*Data for the task*.
══════════════════════════════
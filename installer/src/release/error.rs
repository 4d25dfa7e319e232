//! Error types for release-related input values.
//!
//! Each variant names the rejected input and the values that would have been
//! accepted.

use thiserror::Error;

/// Errors arising from invalid release inputs.
#[derive(Debug, Clone, PartialEq, Eq, Error)]
pub enum ReleaseError {
    /// The channel name is not one of the published deployment tracks.
    #[error("unsupported channel \"{value}\"; expected one of: {expected}")]
    InvalidChannel {
        /// The rejected channel string.
        value: String,
        /// Comma-separated list of accepted channels.
        expected: String,
    },

    /// The platform name does not have a release manifest.
    #[error("unsupported platform \"{value}\"; expected one of: {expected}")]
    InvalidPlatform {
        /// The rejected platform string.
        value: String,
        /// Comma-separated list of accepted platforms.
        expected: String,
    },
}

/// Result type alias using [`ReleaseError`].
pub type Result<T> = std::result::Result<T, ReleaseError>;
══════════════════════════════
*Exercise directions*.
Type out again, exactly as written, the lines from the beginning of the material through the one containing "invalid release inputs.".

*Answer to this problem*.
filename installer/src/release/error.rs
repository 4d25dfa7e319e232
//! Error types for release-related input values.
//!
//! Each variant names the rejected input and the values that would have been
//! accepted.

use thiserror::Error;

/// Errors arising from invalid release inputs.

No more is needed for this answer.